I eat a peach plucked freshly from the tree just outside the living room. The flesh is tender as I bite into it and I lean over the sink while the juice runs down my chin. My favorite excerpt from Annie Dillard runs in a loop: “how we spend our days is, of course, how we spend our lives.” When I am in Colorado, I spend my days sleeping in, slowly doing yoga, reading, planning a wedding, driving down the winding roads to get coffee in the afternoon, spending tender evenings with my love as summer transitions to autumn. I keep thinking I should be doing more with my time and then the day is over. 

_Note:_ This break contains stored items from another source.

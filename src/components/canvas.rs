//! Browser plumbing shared by the canvas components.

use std::cell::{Cell, RefCell};
use std::rc::Rc;

use leptos::html::Canvas;
use leptos::prelude::*;
use log::debug;
use wasm_bindgen::prelude::*;
use web_sys::{CanvasRenderingContext2d, HtmlCanvasElement, KeyboardEvent, MouseEvent, WheelEvent};

use super::scene::Point;
use super::viewport::{Bounds, ViewCommand, Viewport};
use crate::error::{Error, Result};

/// Longest frame delta handed to a view, in milliseconds. Keeps a
/// backgrounded tab from making the simulation jump.
const MAX_FRAME_MS: f64 = 100.0;

const INLINE_STYLE: &str = "position: relative; border: 1px solid #d5dbdb; border-radius: 4px;";

type FrameCallback = Rc<RefCell<Option<Closure<dyn FnMut(f64)>>>>;

/// A view's state as the component holds it: empty until the first document.
pub type SharedView<V> = Rc<RefCell<Option<V>>>;

/// Pointer, wheel and command handling of a pannable, zoomable view.
pub trait CanvasView: 'static {
	/// Prefix of the view's log lines.
	const NAME: &'static str;

	fn viewport(&self) -> &Viewport;
	fn viewport_mut(&mut self) -> &mut Viewport;

	fn pointer_down(&mut self, p: Point);
	fn pointer_move(&mut self, p: Point);
	/// End a press. Returns the node a click acted on, if any.
	fn pointer_up(&mut self, p: Point) -> Option<usize>;
	fn pointer_leave(&mut self);

	/// New canvas size, already applied to the element.
	fn resize(&mut self, width: f64, height: f64);

	/// World-space box around everything drawn.
	fn content_bounds(&self) -> Bounds;

	/// Commands beyond pan and zoom.
	fn view_command(&mut self, _command: ViewCommand) {}

	fn wheel(&mut self, delta_y: f64, p: Point) {
		let factor = if delta_y > 0.0 { 0.9 } else { 1.1 };
		self.viewport_mut().zoom_at(factor, p);
	}

	/// Apply a toolbar or keyboard command. Fullscreen changes are answered
	/// by [`dispatch`], which owns the canvas size.
	fn apply(&mut self, command: ViewCommand) {
		match command {
			ViewCommand::ZoomIn => {
				let step = self.viewport().zoom_step();
				self.viewport_mut().zoom_by(step);
			}
			ViewCommand::ZoomOut => {
				let step = self.viewport().zoom_step();
				self.viewport_mut().zoom_by(1.0 / step);
			}
			ViewCommand::ResetZoom => self.viewport_mut().reset_zoom(),
			ViewCommand::FitToContent => {
				let bounds = self.content_bounds();
				self.viewport_mut().fit_to_content(bounds);
			}
			ViewCommand::ToggleFullscreen | ViewCommand::ExitFullscreen => {}
			other => self.view_command(other),
		}
	}
}

/// A `requestAnimationFrame` loop guarded by a generation token.
///
/// Every [`FrameLoop::start`] bumps the token; a callback from an older
/// generation returns without rescheduling, so at most one loop per
/// component ever delivers a tick. The loop also ends once the canvas is
/// detached from the document.
#[derive(Clone, Default)]
pub struct FrameLoop {
	generation: Rc<Cell<u64>>,
}

impl FrameLoop {
	pub fn new() -> Self {
		Self::default()
	}

	/// Invalidate the running loop, if any.
	pub fn stop(&self) {
		self.generation.set(self.generation.get() + 1);
	}

	/// Start a fresh loop calling `frame(dt_ms)` once per animation frame.
	pub fn start(&self, canvas: HtmlCanvasElement, mut frame: impl FnMut(f64) + 'static) {
		self.stop();
		let generation = self.generation.get();
		let current = self.generation.clone();

		let callback: FrameCallback = Rc::new(RefCell::new(None));
		let reschedule = callback.clone();
		let mut last: Option<f64> = None;
		*callback.borrow_mut() = Some(Closure::new(move |now: f64| {
			// the closure is left in place rather than dropped while running
			if current.get() != generation {
				debug!("frame loop {generation} superseded");
				return;
			}
			if !canvas.is_connected() {
				debug!("frame loop {generation} ended: canvas detached");
				return;
			}
			let dt = last.map_or(16.0, |last| (now - last).clamp(0.0, MAX_FRAME_MS));
			last = Some(now);
			frame(dt);
			if let Some(cb) = reschedule.borrow().as_ref() {
				request_frame(cb);
			}
		}));
		if let Some(cb) = callback.borrow().as_ref() {
			request_frame(cb);
		}
	}
}

fn request_frame(cb: &Closure<dyn FnMut(f64)>) {
	if let Some(window) = web_sys::window() {
		let _ = window.request_animation_frame(cb.as_ref().unchecked_ref());
	}
}

pub fn context_2d(canvas: &HtmlCanvasElement) -> Result<CanvasRenderingContext2d> {
	canvas
		.get_context("2d")
		.ok()
		.flatten()
		.and_then(|ctx| ctx.dyn_into::<CanvasRenderingContext2d>().ok())
		.ok_or(Error::CanvasContext)
}

/// Pointer position relative to the canvas' top-left corner.
pub fn canvas_point(canvas: &HtmlCanvasElement, ev: &MouseEvent) -> Point {
	let rect = canvas.get_bounding_client_rect();
	Point::new(
		ev.client_x() as f64 - rect.left(),
		ev.client_y() as f64 - rect.top(),
	)
}

/// Width available to an inline canvas, never below `min_width`.
pub fn inline_width(canvas: &HtmlCanvasElement, min_width: f64) -> f64 {
	canvas
		.parent_element()
		.map(|p| p.client_width() as f64)
		.filter(|w| *w > 0.0)
		.unwrap_or(800.0)
		.max(min_width)
}

pub fn window_size() -> (f64, f64) {
	let Some(window) = web_sys::window() else {
		return (800.0, 600.0);
	};
	let dim = |v: std::result::Result<JsValue, JsValue>, fallback: f64| {
		v.ok().and_then(|v| v.as_f64()).unwrap_or(fallback)
	};
	(dim(window.inner_width(), 800.0), dim(window.inner_height(), 600.0))
}

pub fn set_canvas_size(canvas: &HtmlCanvasElement, width: f64, height: f64) {
	canvas.set_width(width.max(1.0) as u32);
	canvas.set_height(height.max(1.0) as u32);
}

/// Flip `viewport` in or out of fullscreen and size the canvas to match.
/// Returns the new size for the owner's re-layout.
fn toggle_fullscreen(canvas: &HtmlCanvasElement, viewport: &mut Viewport) -> (f64, f64) {
	let (screen_width, screen_height) = window_size();
	let (width, height) = viewport.toggle_fullscreen(screen_width, screen_height);
	set_canvas_size(canvas, width, height);
	(width, height)
}

/// Inline style of a view's outer container. The fullscreen container
/// keeps its padding inside the viewport and never scrolls.
pub fn container_style(fullscreen: bool, padding: f64) -> String {
	if !fullscreen {
		return INLINE_STYLE.to_string();
	}
	format!(
		"position: fixed; inset: 0; z-index: 1000; background: #ffffff; padding: {padding}px; \
		 box-sizing: border-box; overflow: hidden;"
	)
}

/// Run a toolbar or keyboard command. Returns whether the view ends up
/// fullscreen, or `None` before the first document arrived.
pub fn dispatch<V: CanvasView>(
	state: &RefCell<Option<V>>,
	canvas: Option<HtmlCanvasElement>,
	command: ViewCommand,
) -> Option<bool> {
	let mut slot = state.borrow_mut();
	let view = slot.as_mut()?;
	match command {
		ViewCommand::ExitFullscreen if !view.viewport().is_fullscreen() => {}
		ViewCommand::ToggleFullscreen | ViewCommand::ExitFullscreen => {
			let canvas = canvas?;
			let (w, h) = toggle_fullscreen(&canvas, view.viewport_mut());
			view.resize(w, h);
		}
		other => view.apply(other),
	}
	Some(view.viewport().is_fullscreen())
}

/// Toolbar callback running `dispatch` and mirroring the fullscreen flag.
pub fn command_runner<V: CanvasView>(
	state: SharedView<V>,
	canvas_ref: NodeRef<Canvas>,
	set_fullscreen: WriteSignal<bool>,
) -> Rc<dyn Fn(ViewCommand)> {
	Rc::new(move |command| {
		if let Some(on) = dispatch::<V>(&state, canvas_ref.get_untracked(), command) {
			set_fullscreen.set(on);
		}
	})
}

/// Route window `keydown` events to the view. The listener is removed when
/// the owning component is cleaned up.
pub fn bind_view_keys<V: CanvasView>(
	state: SharedView<V>,
	canvas_ref: NodeRef<Canvas>,
	set_fullscreen: WriteSignal<bool>,
) {
	let handle = window_event_listener(leptos::ev::keydown, move |ev: KeyboardEvent| {
		let command = state
			.borrow()
			.as_ref()
			.and_then(|view| view.viewport().handle_key(&ev.key()));
		let Some(command) = command else {
			return;
		};
		ev.prevent_default();
		debug!("{} key {command:?}", V::NAME);
		if let Some(on) = dispatch::<V>(&state, canvas_ref.get_untracked(), command) {
			set_fullscreen.set(on);
		}
	});
	on_cleanup(move || handle.remove());
}

/// Canvas mouse and wheel handlers forwarding to a [`CanvasView`].
pub struct PointerHandlers<V> {
	state: SharedView<V>,
	canvas_ref: NodeRef<Canvas>,
}

impl<V: CanvasView> PointerHandlers<V> {
	pub fn new(state: SharedView<V>, canvas_ref: NodeRef<Canvas>) -> Self {
		Self { state, canvas_ref }
	}

	fn forward(&self, action: fn(&mut V, Point)) -> impl Fn(MouseEvent) + use<V> {
		let (state, canvas_ref) = (self.state.clone(), self.canvas_ref);
		move |ev: MouseEvent| {
			let Some(canvas) = canvas_ref.get_untracked() else {
				return;
			};
			if let Some(view) = state.borrow_mut().as_mut() {
				action(view, canvas_point(&canvas, &ev));
			}
		}
	}

	pub fn down(&self) -> impl Fn(MouseEvent) + use<V> {
		self.forward(V::pointer_down)
	}

	pub fn moved(&self) -> impl Fn(MouseEvent) + use<V> {
		self.forward(V::pointer_move)
	}

	pub fn up(&self) -> impl Fn(MouseEvent) + use<V> {
		self.forward(|view, p| {
			view.pointer_up(p);
		})
	}

	pub fn leave(&self) -> impl Fn(MouseEvent) + use<V> {
		let state = self.state.clone();
		move |_: MouseEvent| {
			if let Some(view) = state.borrow_mut().as_mut() {
				view.pointer_leave();
			}
		}
	}

	pub fn wheel(&self) -> impl Fn(WheelEvent) + use<V> {
		let (state, canvas_ref) = (self.state.clone(), self.canvas_ref);
		move |ev: WheelEvent| {
			ev.prevent_default();
			let Some(canvas) = canvas_ref.get_untracked() else {
				return;
			};
			if let Some(view) = state.borrow_mut().as_mut() {
				view.wheel(ev.delta_y(), canvas_point(&canvas, &ev));
			}
		}
	}
}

Some evenings when Jacob comes home from work I’m frustrated for reasons I cannot name. The other day was particularly dreary and he handed me the bottle of vitamin D capsules and said they would help. They did, or maybe it was a placebo effect, or maybe it was him, or maybe it was all three combined. What is it about love that makes us so damn greedy? Greedy not for another helping of food, or five more minutes of sleep in the morning, but greedy for something as simple as being in the same room as the object of your affections. I thought I was an introvert before I fell in love, and maybe I still am, but now instead of alone time I crave him. 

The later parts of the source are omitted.